Saved entries:
»»

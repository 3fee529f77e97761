//! ACME certificate authority session
//!
//! Issues certificates from Let's Encrypt and compatible CAs. Single names
//! are validated over HTTP-01; wildcards over DNS-01 when a DNS provider is
//! configured.
//!
//! # Components
//!
//! - [`AcmeAuthority`] - [`CertificateAuthority`](crate::authority::CertificateAuthority)
//!   implementation wrapping `instant-acme`
//! - [`CredentialStore`] - persisted account credentials
//! - [`ChallengeManager`] - pending HTTP-01 tokens shared with the responder
//! - [`ChallengeServer`] - HTTP/1 responder for `/.well-known/acme-challenge/<token>`
//! - [`dns`] - TXT record publishing and propagation checks for DNS-01
//!
//! # Challenge Flow
//!
//! 1. [`AcmeAuthority`] creates an order for a single domain
//! 2. HTTP-01: the key authorization is registered with [`ChallengeManager`]
//!    and the CA fetches it from [`ChallengeServer`].
//!    DNS-01: its digest is published as `_acme-challenge.<domain>` and the
//!    authority waits until resolvers return it.
//! 3. The order is polled until ready, finalized with a fresh key and CSR,
//!    and polled again until the chain is available
//! 4. Tokens and TXT records are removed whatever the outcome

mod challenge;
mod client;
mod credentials;
pub mod dns;
mod server;

pub use challenge::{ChallengeManager, ACME_CHALLENGE_PREFIX};
pub use client::{AcmeAuthority, LETSENCRYPT_PRODUCTION, LETSENCRYPT_STAGING};
pub use credentials::{CredentialError, CredentialStore};
pub use dns::Dns01Solver;
pub use server::ChallengeServer;
//! KDL configuration parsing.

mod helpers;
mod sections;

use anyhow::Result;
use tracing::{debug, warn};

use crate::Config;

/// Parse a KDL document into a [`Config`].
///
/// Unknown top-level sections are reported and ignored so that newer
/// configuration files still load on older controllers.
pub fn parse_kdl(content: &str) -> Result<Config> {
    let doc: kdl::KdlDocument = content
        .parse()
        .map_err(|e: kdl::KdlError| anyhow::anyhow!("KDL parse error: {}", e))?;

    let mut config = Config::default();

    for node in doc.nodes() {
        match node.name().value() {
            "certificates" => config.certificates = sections::parse_certificates(node)?,
            "storage" => config.storage = sections::parse_storage(node)?,
            "challenge-server" => {
                config.challenge_server = sections::parse_challenge_server(node)?
            }
            "scheduler" => config.scheduler = sections::parse_scheduler(node)?,
            "dns-provider" => config.dns_provider = Some(sections::parse_dns_provider(node)?),
            other => warn!(section = %other, "Ignoring unknown configuration section"),
        }
    }

    debug!(
        lets_encrypt = %config.certificates.lets_encrypt,
        storage = %config.storage.path.display(),
        "Parsed KDL configuration"
    );

    Ok(config)
}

««

Restate the records exactly. Leave nothing out.

repository 3fee529f77e97761
//! ACME certificate authority session
//!
//! Issues certificates from Let's Encrypt and compatible CAs. Single names
//! are validated over HTTP-01; wildcards over DNS-01 when a DNS provider is
//! configured.
//!
//! # Components
//!
//! - [`AcmeAuthority`] - [`CertificateAuthority`](crate::authority::CertificateAuthority)
//!   implementation wrapping `instant-acme`
//! - [`CredentialStore`] - persisted account credentials
//! - [`ChallengeManager`] - pending HTTP-01 tokens shared with the responder
//! - [`ChallengeServer`] - HTTP/1 responder for `/.well-known/acme-challenge/<token>`
//! - [`dns`] - TXT record publishing and propagation checks for DNS-01
//!
//! # Challenge Flow
//!
//! 1. [`AcmeAuthority`] creates an order for a single domain
//! 2. HTTP-01: the key authorization is registered with [`ChallengeManager`]
//!    and the CA fetches it from [`ChallengeServer`].
//!    DNS-01: its digest is published as `_acme-challenge.<domain>` and the
//!    authority waits until resolvers return it.
//! 3. The order is polled until ready, finalized with a fresh key and CSR,
//!    and polled again until the chain is available
//! 4. Tokens and TXT records are removed whatever the outcome

mod challenge;
mod client;
mod credentials;
pub mod dns;
mod server;

pub use challenge::{ChallengeManager, ACME_CHALLENGE_PREFIX};
pub use client::{AcmeAuthority, LETSENCRYPT_PRODUCTION, LETSENCRYPT_STAGING};
pub use credentials::{CredentialError, CredentialStore};
pub use dns::Dns01Solver;
pub use server::ChallengeServer;
//! KDL configuration parsing.

mod helpers;
mod sections;

use anyhow::Result;
use tracing::{debug, warn};

use crate::Config;

/// Parse a KDL document into a [`Config`].
///
/// Unknown top-level sections are reported and ignored so that newer
/// configuration files still load on older controllers.
pub fn parse_kdl(content: &str) -> Result<Config> {
    let doc: kdl::KdlDocument = content
        .parse()
        .map_err(|e: kdl::KdlError| anyhow::anyhow!("KDL parse error: {}", e))?;

    let mut config = Config::default();

    for node in doc.nodes() {
        match node.name().value() {
            "certificates" => config.certificates = sections::parse_certificates(node)?,
            "storage" => config.storage = sections::parse_storage(node)?,
            "challenge-server" => {
                config.challenge_server = sections::parse_challenge_server(node)?
            }
            "scheduler" => config.scheduler = sections::parse_scheduler(node)?,
            "dns-provider" => config.dns_provider = Some(sections::parse_dns_provider(node)?),
            other => warn!(section = %other, "Ignoring unknown configuration section"),
        }
    }

    debug!(
        lets_encrypt = %config.certificates.lets_encrypt,
        storage = %config.storage.path.display(),
        "Parsed KDL configuration"
    );

    Ok(config)
}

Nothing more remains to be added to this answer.